I rate this comment a solid 8/10. Well structured, not too wordy, and with a simple, compelling narrative. Could be improved with added humor or action scenes.
“I can’t believe I found something too meta for my taste,” he laughed as he vaulted off the Empire State building, twisting in the air as he shot bad guys between the eyes with his dual Colt .45s, and landed on the back of a dragon. Better?
Well it seems you introduced some plot holes in this version. I cannot suspend my disbelief that you managed to land on the back of a dragon while shooting in the air - at what point in the comment did you establish that you could do this? In this 6 hour video essay I will...
“I can’t believe I found something too meta for my taste,” the cyborg ninja laughed as he vaulted off the Empire State building, twisting in the air as he shot bad guys between the eyes with his dual Colt .45s, and landed on the back of a dragon.
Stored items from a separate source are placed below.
pub mod analysis;
pub mod asset;
pub mod position;
pub mod price_sample;
pub mod trade;
pub mod price;
pub mod quantity;
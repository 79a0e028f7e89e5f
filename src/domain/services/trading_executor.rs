//! Trading executor: turns approved orders into exchange fills and owns the
//! resulting positions and trade ledger.
//!
//! Execution failures are per-asset and recoverable. A failed order leaves
//! positions, trades and cash untouched so the scheduler can move on to the
//! next asset and retry on a later cycle.

use std::collections::{HashMap, HashSet};
use std::sync::Arc;
use std::time::Duration;

use rand::Rng;
use serde::Serialize;
use tracing::{error, info, warn};

use crate::domain::entities::position::Position;
use crate::domain::entities::trade::{Trade, TradeSide};
use crate::domain::errors::ExecutionFailure;
use crate::domain::services::risk_manager::{ApprovedOrder, OrderIntent};
use crate::domain::value_objects::price::Price;
use crate::infrastructure::exchange::{ExchangeClient, OrderRequest, OrderType};
use crate::infrastructure::market_data::MarketDataStore;

#[derive(Debug, Clone, Copy, PartialEq, Eq)]
pub enum ExitReason {
    StopLoss,
    TakeProfit,
    Signal,
    ForcedLiquidation,
}

impl std::fmt::Display for ExitReason {
    fn fmt(&self, f: &mut std::fmt::Formatter<'_>) -> std::fmt::Result {
        match self {
            ExitReason::StopLoss => write!(f, "stop-loss"),
            ExitReason::TakeProfit => write!(f, "take-profit"),
            ExitReason::Signal => write!(f, "sell signal"),
            ExitReason::ForcedLiquidation => write!(f, "forced liquidation"),
        }
    }
}

/// Exit completed during position monitoring.
#[derive(Debug, Clone)]
pub struct TriggeredExit {
    pub symbol: String,
    pub reason: ExitReason,
    pub realized_pnl: f64,
}

#[derive(Debug, Clone, Serialize)]
pub struct TradingSummary {
    pub active_positions: usize,
    pub total_trades: usize,
    pub realized_pnl: f64,
    pub available_cash: f64,
}

pub struct TradingExecutor {
    exchange: Arc<dyn ExchangeClient>,
    store: Arc<dyn MarketDataStore>,
    order_timeout: Duration,
    /// Active positions keyed by symbol. At most one per asset.
    active: HashMap<String, Position>,
    trades: Vec<Trade>,
    /// Symbols with an order currently being placed.
    in_flight: HashSet<String>,
    available_cash: f64,
    realized_pnl: f64,
}

impl TradingExecutor {
    pub fn new(
        exchange: Arc<dyn ExchangeClient>,
        store: Arc<dyn MarketDataStore>,
        order_timeout: Duration,
        initial_capital: f64,
    ) -> Self {
        TradingExecutor {
            exchange,
            store,
            order_timeout,
            active: HashMap::new(),
            trades: Vec::new(),
            in_flight: HashSet::new(),
            available_cash: initial_capital,
            realized_pnl: 0.0,
        }
    }

    pub fn active_positions(&self) -> Vec<Position> {
        self.active.values().cloned().collect()
    }

    pub fn trades(&self) -> &[Trade] {
        &self.trades
    }

    pub fn available_cash(&self) -> f64 {
        self.available_cash
    }

    /// Execute an approved order. Entries open a position with stops derived
    /// from the approved percentages; exits close the referenced position.
    pub async fn execute(&mut self, approved: &ApprovedOrder) -> Result<(), ExecutionFailure> {
        if self.in_flight.contains(&approved.symbol) {
            return Err(ExecutionFailure::OutstandingOrder {
                symbol: approved.symbol.clone(),
            });
        }
        self.in_flight.insert(approved.symbol.clone());
        let result = match &approved.intent {
            OrderIntent::Entry => self.execute_entry(approved).await,
            OrderIntent::Exit { position_id } => self
                .execute_exit(&approved.symbol, position_id.clone(), ExitReason::Signal)
                .await
                .map(|_| ()),
        };
        self.in_flight.remove(&approved.symbol);
        result
    }

    async fn execute_entry(&mut self, approved: &ApprovedOrder) -> Result<(), ExecutionFailure> {
        if self.active.contains_key(&approved.symbol) {
            return Err(ExecutionFailure::OrderRejected {
                symbol: approved.symbol.clone(),
                reason: "active position already exists".to_string(),
            });
        }

        let estimated_cost = approved.quantity.value() * approved.reference_price.value();
        if estimated_cost > self.available_cash {
            return Err(ExecutionFailure::InsufficientBalance {
                required: estimated_cost,
                available: self.available_cash,
            });
        }

        let request = OrderRequest {
            client_order_id: new_client_order_id(&approved.symbol),
            symbol: approved.symbol.clone(),
            side: TradeSide::Buy,
            quantity: approved.quantity,
            order_type: OrderType::Market,
            limit_price: None,
        };
        let fill = self.place_with_timeout(&request).await?;

        let position = Position::open(
            format!("pos-{}", fill.order_id),
            approved.symbol.clone(),
            fill.price,
            fill.quantity,
            approved.stop_loss_pct,
            approved.take_profit_pct,
            fill.executed_at,
        )
        .map_err(|e| ExecutionFailure::OrderRejected {
            symbol: approved.symbol.clone(),
            reason: e.to_string(),
        })?;

        let trade = Trade {
            id: fill.order_id.clone(),
            position_id: position.id.clone(),
            symbol: approved.symbol.clone(),
            side: TradeSide::Buy,
            quantity: fill.quantity,
            price: fill.price,
            fee: fill.fee,
            executed_at: fill.executed_at,
        };

        self.store
            .save_position(position.clone())
            .await
            .map_err(|e| ExecutionFailure::Storage(e.to_string()))?;
        self.store
            .append_trade(trade.clone())
            .await
            .map_err(|e| ExecutionFailure::Storage(e.to_string()))?;

        self.available_cash -= trade.notional_value() + trade.fee;
        info!(
            symbol = %approved.symbol,
            quantity = fill.quantity.value(),
            price = fill.price.value(),
            stop_loss = position.stop_loss_price.value(),
            take_profit = position.take_profit_price.value(),
            "position opened"
        );
        self.active.insert(approved.symbol.clone(), position);
        self.trades.push(trade);
        Ok(())
    }

    async fn execute_exit(
        &mut self,
        symbol: &str,
        position_id: String,
        reason: ExitReason,
    ) -> Result<f64, ExecutionFailure> {
        let position = match self.active.get(symbol) {
            Some(p) if p.id == position_id => p.clone(),
            _ => {
                return Err(ExecutionFailure::OrderRejected {
                    symbol: symbol.to_string(),
                    reason: "no matching active position".to_string(),
                })
            }
        };

        let request = OrderRequest {
            client_order_id: new_client_order_id(symbol),
            symbol: symbol.to_string(),
            side: TradeSide::Sell,
            quantity: position.quantity,
            order_type: OrderType::Market,
            limit_price: None,
        };
        let fill = self.place_with_timeout(&request).await?;

        let mut closed = position;
        closed.close(
            fill.price,
            fill.executed_at,
            reason == ExitReason::ForcedLiquidation,
        );
        let pnl = closed.realized_pnl.unwrap_or(0.0);

        let trade = Trade {
            id: fill.order_id.clone(),
            position_id: closed.id.clone(),
            symbol: symbol.to_string(),
            side: TradeSide::Sell,
            quantity: fill.quantity,
            price: fill.price,
            fee: fill.fee,
            executed_at: fill.executed_at,
        };

        self.store
            .save_position(closed.clone())
            .await
            .map_err(|e| ExecutionFailure::Storage(e.to_string()))?;
        self.store
            .append_trade(trade.clone())
            .await
            .map_err(|e| ExecutionFailure::Storage(e.to_string()))?;

        self.available_cash += trade.notional_value() - trade.fee;
        self.realized_pnl += pnl;
        self.active.remove(symbol);
        self.trades.push(trade);
        info!(symbol, %reason, pnl, "position closed");
        Ok(pnl)
    }

    async fn place_with_timeout(
        &self,
        request: &OrderRequest,
    ) -> Result<crate::infrastructure::exchange::OrderFill, ExecutionFailure> {
        match tokio::time::timeout(self.order_timeout, self.exchange.place_order(request)).await {
            Ok(result) => result,
            Err(_) => Err(ExecutionFailure::Timeout {
                symbol: request.symbol.clone(),
                timeout_ms: self.order_timeout.as_millis() as u64,
            }),
        }
    }

    /// Check every active position against the latest prices and exit those
    /// whose stop-loss or take-profit triggered. With `force_liquidate` all
    /// active positions are exited regardless of levels.
    ///
    /// A failed exit is logged and the position stays active so the next
    /// cycle retries it.
    pub async fn monitor_positions(
        &mut self,
        prices: &HashMap<String, f64>,
        force_liquidate: bool,
    ) -> Vec<TriggeredExit> {
        let mut due: Vec<(String, String, ExitReason)> = Vec::new();
        for position in self.active.values() {
            let current = match prices.get(&position.symbol).copied().map(Price::new) {
                Some(Ok(price)) => price,
                _ => {
                    warn!(symbol = %position.symbol, "no price for position, skipping check");
                    continue;
                }
            };
            let reason = if force_liquidate {
                Some(ExitReason::ForcedLiquidation)
            } else if position.should_stop_loss(current) {
                Some(ExitReason::StopLoss)
            } else if position.should_take_profit(current) {
                Some(ExitReason::TakeProfit)
            } else {
                None
            };
            if let Some(reason) = reason {
                due.push((position.symbol.clone(), position.id.clone(), reason));
            }
        }

        let mut exits = Vec::new();
        for (symbol, position_id, reason) in due {
            match self.execute_exit(&symbol, position_id, reason).await {
                Ok(pnl) => exits.push(TriggeredExit {
                    symbol,
                    reason,
                    realized_pnl: pnl,
                }),
                Err(e) => {
                    error!(%symbol, error = %e, "exit order failed, will retry next cycle");
                }
            }
        }
        exits
    }

    pub fn get_trading_summary(&self) -> TradingSummary {
        TradingSummary {
            active_positions: self.active.len(),
            total_trades: self.trades.len(),
            realized_pnl: self.realized_pnl,
            available_cash: self.available_cash,
        }
    }
}

fn new_client_order_id(symbol: &str) -> String {
    let nonce: u64 = rand::thread_rng().gen();
    format!("ord-{}-{:016x}", symbol.to_lowercase(), nonce)
}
But remember, @UnholyConfessor , to rate your last rating. It spirals into a self-referential fractal. And it’s not the review you are rating, but the rating. For example, I recently rated Neuromancer by William Gibson, and while the review shows I have some reservations and caveats, some nuance to my opinion, the rating itself is fairly high. So I’m feeling a little uncomfortable about that rating, meaning I rate that rating at 3/5. But now my most recent rating is of my rating, and I’m reasonably confident 3/5 is accurate. But then again, I have reservations about the lack of sophistication in a raw rating system, so it’s a 4/5. And now I have to rate that rating, and since the system I’m evaluating is now simplified enough to adequately assess through a raw rating system, that rating is a solid 5/5 and will continue to infinity. But maybe all that is irrelevant since my last rating was of Gone Girl by Gillian Flynn.
It was my own source material, and I never said he wasn’t a cyborg ninja with a jetpack fighting witches and evil djinn, at the behest of the shadowy cabal who might be part of governmental black ops, or a private consortium of crystal merchants operating from a massive dirigible that never lands in order to dodge tariffs and extraditions.